** Task brief **
Please give back only the lines below from the one containing "let converted_speed = (self.to_unit)(speed);" to the one containing "fn split_dms(value: f64)", each repeated word for word, both ends included.

** Exercise input **
Segment Open

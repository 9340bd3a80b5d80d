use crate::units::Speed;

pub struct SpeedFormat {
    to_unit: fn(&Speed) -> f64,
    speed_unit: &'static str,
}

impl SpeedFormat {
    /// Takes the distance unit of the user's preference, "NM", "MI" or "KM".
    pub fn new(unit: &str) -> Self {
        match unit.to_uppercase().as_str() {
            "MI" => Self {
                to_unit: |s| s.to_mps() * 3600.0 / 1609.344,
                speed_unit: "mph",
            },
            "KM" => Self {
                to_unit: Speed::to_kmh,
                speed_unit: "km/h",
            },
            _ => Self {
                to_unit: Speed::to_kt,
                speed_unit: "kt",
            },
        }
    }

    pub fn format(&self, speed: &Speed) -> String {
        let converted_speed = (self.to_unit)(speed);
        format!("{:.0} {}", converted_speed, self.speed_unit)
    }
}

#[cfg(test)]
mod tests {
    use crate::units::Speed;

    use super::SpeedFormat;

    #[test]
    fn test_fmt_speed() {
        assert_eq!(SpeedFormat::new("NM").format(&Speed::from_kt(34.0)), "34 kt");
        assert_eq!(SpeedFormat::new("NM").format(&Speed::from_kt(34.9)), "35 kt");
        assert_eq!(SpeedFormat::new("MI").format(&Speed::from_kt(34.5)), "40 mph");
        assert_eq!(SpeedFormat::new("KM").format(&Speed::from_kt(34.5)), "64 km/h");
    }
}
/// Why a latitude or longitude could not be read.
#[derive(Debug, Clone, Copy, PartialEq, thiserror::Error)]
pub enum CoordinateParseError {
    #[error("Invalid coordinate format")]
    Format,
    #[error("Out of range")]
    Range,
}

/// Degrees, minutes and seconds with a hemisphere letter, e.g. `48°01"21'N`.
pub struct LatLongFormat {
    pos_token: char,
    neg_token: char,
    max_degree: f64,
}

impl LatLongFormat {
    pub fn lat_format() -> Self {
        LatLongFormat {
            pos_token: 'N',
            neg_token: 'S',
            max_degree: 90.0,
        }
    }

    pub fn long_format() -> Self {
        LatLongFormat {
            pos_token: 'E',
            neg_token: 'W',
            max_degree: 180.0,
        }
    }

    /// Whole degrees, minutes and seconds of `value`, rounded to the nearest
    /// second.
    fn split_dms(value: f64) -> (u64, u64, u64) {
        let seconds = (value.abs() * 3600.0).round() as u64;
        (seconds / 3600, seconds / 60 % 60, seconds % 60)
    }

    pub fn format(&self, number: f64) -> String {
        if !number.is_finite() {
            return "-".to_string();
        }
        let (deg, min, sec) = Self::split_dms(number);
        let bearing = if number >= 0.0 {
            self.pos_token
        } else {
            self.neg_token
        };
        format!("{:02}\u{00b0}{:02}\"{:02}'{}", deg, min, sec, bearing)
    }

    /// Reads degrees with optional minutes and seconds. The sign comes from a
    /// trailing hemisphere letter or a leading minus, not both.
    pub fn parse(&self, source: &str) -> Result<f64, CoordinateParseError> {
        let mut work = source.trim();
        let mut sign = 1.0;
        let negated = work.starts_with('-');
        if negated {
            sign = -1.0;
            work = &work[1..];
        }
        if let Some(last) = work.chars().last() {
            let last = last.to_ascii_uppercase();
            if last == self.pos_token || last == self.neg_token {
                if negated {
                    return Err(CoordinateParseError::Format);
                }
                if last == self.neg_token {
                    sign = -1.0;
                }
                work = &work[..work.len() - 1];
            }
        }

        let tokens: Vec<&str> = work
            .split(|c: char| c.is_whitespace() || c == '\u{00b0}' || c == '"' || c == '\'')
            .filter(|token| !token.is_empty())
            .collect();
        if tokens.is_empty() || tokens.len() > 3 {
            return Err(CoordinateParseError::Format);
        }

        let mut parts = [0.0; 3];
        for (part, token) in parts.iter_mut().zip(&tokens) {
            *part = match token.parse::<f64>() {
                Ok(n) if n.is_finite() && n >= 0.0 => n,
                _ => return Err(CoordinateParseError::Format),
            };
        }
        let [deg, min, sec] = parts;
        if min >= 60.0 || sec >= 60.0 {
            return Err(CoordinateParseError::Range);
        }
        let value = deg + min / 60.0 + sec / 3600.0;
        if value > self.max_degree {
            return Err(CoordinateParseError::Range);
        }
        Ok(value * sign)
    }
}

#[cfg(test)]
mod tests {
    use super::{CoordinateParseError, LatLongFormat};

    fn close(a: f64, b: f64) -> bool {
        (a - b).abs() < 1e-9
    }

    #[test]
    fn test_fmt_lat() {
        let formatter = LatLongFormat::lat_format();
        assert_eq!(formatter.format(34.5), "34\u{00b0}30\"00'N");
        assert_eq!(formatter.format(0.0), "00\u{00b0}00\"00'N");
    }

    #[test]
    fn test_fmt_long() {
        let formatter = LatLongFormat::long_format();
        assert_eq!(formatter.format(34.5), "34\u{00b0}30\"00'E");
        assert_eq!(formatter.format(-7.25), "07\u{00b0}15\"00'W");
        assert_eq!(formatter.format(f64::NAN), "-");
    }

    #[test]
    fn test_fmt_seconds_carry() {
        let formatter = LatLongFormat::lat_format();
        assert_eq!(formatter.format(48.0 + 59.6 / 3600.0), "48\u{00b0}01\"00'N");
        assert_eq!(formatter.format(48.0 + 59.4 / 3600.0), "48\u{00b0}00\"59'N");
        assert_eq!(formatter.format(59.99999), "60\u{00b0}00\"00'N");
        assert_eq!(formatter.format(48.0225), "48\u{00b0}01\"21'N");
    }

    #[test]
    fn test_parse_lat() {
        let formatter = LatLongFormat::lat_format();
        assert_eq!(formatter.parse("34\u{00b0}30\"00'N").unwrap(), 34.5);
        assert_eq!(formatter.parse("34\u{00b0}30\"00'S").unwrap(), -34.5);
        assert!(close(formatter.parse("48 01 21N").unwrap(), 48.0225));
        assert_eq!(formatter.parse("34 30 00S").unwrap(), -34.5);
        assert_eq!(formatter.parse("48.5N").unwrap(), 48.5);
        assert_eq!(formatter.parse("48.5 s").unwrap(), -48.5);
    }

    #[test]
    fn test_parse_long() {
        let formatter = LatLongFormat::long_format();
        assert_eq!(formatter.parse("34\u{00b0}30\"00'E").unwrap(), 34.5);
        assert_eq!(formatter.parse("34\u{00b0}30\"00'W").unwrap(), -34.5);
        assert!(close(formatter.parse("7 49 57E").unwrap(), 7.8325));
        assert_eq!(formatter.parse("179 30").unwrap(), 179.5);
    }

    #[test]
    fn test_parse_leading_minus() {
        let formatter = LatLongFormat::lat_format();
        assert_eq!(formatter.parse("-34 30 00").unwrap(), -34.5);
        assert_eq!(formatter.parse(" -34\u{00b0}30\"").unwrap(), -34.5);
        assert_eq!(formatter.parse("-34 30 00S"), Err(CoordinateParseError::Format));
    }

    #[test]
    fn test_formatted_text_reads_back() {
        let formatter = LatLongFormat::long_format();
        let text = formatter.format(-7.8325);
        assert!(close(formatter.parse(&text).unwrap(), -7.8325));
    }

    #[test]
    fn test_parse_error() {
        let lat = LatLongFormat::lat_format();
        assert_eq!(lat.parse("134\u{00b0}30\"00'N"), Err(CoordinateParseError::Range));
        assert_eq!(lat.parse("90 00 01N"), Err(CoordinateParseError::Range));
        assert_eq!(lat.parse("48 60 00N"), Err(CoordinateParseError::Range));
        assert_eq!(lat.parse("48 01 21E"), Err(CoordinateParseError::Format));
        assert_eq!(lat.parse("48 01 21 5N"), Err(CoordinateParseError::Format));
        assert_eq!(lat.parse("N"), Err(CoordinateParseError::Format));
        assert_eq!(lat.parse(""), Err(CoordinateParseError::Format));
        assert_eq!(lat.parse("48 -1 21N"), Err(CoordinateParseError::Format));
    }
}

Segment Closed

** Result of this task **
        let converted_speed = (self.to_unit)(speed);
        format!("{:.0} {}", converted_speed, self.speed_unit)
    }
}

#[cfg(test)]
mod tests {
    use crate::units::Speed;

    use super::SpeedFormat;

    #[test]
    fn test_fmt_speed() {
        assert_eq!(SpeedFormat::new("NM").format(&Speed::from_kt(34.0)), "34 kt");
        assert_eq!(SpeedFormat::new("NM").format(&Speed::from_kt(34.9)), "35 kt");
        assert_eq!(SpeedFormat::new("MI").format(&Speed::from_kt(34.5)), "40 mph");
        assert_eq!(SpeedFormat::new("KM").format(&Speed::from_kt(34.5)), "64 km/h");
    }
}
/// Why a latitude or longitude could not be read.
#[derive(Debug, Clone, Copy, PartialEq, thiserror::Error)]
pub enum CoordinateParseError {
    #[error("Invalid coordinate format")]
    Format,
    #[error("Out of range")]
    Range,
}

/// Degrees, minutes and seconds with a hemisphere letter, e.g. `48°01"21'N`.
pub struct LatLongFormat {
    pos_token: char,
    neg_token: char,
    max_degree: f64,
}

impl LatLongFormat {
    pub fn lat_format() -> Self {
        LatLongFormat {
            pos_token: 'N',
            neg_token: 'S',
            max_degree: 90.0,
        }
    }

    pub fn long_format() -> Self {
        LatLongFormat {
            pos_token: 'E',
            neg_token: 'W',
            max_degree: 180.0,
        }
    }

    /// Whole degrees, minutes and seconds of `value`, rounded to the nearest
    /// second.
    fn split_dms(value: f64) -> (u64, u64, u64) {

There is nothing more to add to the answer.